▶ WHAT THE TASK ASKS:
Your response should contain every line from the data below that holds the string "succeeded".
⁂
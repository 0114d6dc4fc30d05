// Copyright (c) 2025 Steve Wagner (ciroque@live.com)
// SPDX-License-Identifier: MIT

//! Bounded retry with optional exponential backoff, cancellation-aware
//! between attempts: a cancel is observed at every boundary between
//! attempts, never mid-attempt.

use std::thread;
use std::time::Duration;

use crate::control::ControlHandle;

/// The outcome of one retry loop: the last attempt's result plus how many
/// attempts were made.
pub struct RetryOutcome<T> {
    pub result: T,
    pub attempts: u32,
}

/// Run `attempt` up to `max + 1` times total (the initial try plus `max`
/// retries), sleeping `delay_ms` (doubling each time if `backoff`) between
/// attempts that `succeeded` reports as a failure. Returns the final
/// attempt's result regardless of outcome — retry never manufactures
/// success or failure, it only decides whether to try again.
///
/// Checks `control.is_cancelled()` before each attempt (including the
/// first) and stops retrying immediately if so, returning whatever the most
/// recent attempt produced.
pub fn run<T>(
    max: u32,
    delay_ms: u64,
    backoff: bool,
    control: &ControlHandle,
    mut attempt: impl FnMut() -> T,
    succeeded: impl Fn(&T) -> bool,
) -> RetryOutcome<T> {
    let mut delay = delay_ms;
    let mut attempts = 0;
    let mut result;

    loop {
        result = attempt();
        attempts += 1;

        if succeeded(&result) || attempts > max || control.is_cancelled() {
            break;
        }

        if delay_ms > 0 {
            thread::sleep(Duration::from_millis(delay));
            if backoff {
                delay = delay.saturating_mul(2);
            }
        }
    }

    RetryOutcome { result, attempts }
}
⁂
▶ RESPONSE TO THE TASK:
/// attempts that `succeeded` reports as a failure. Returns the final
    succeeded: impl Fn(&T) -> bool,
        if succeeded(&result) || attempts > max || control.is_cancelled() {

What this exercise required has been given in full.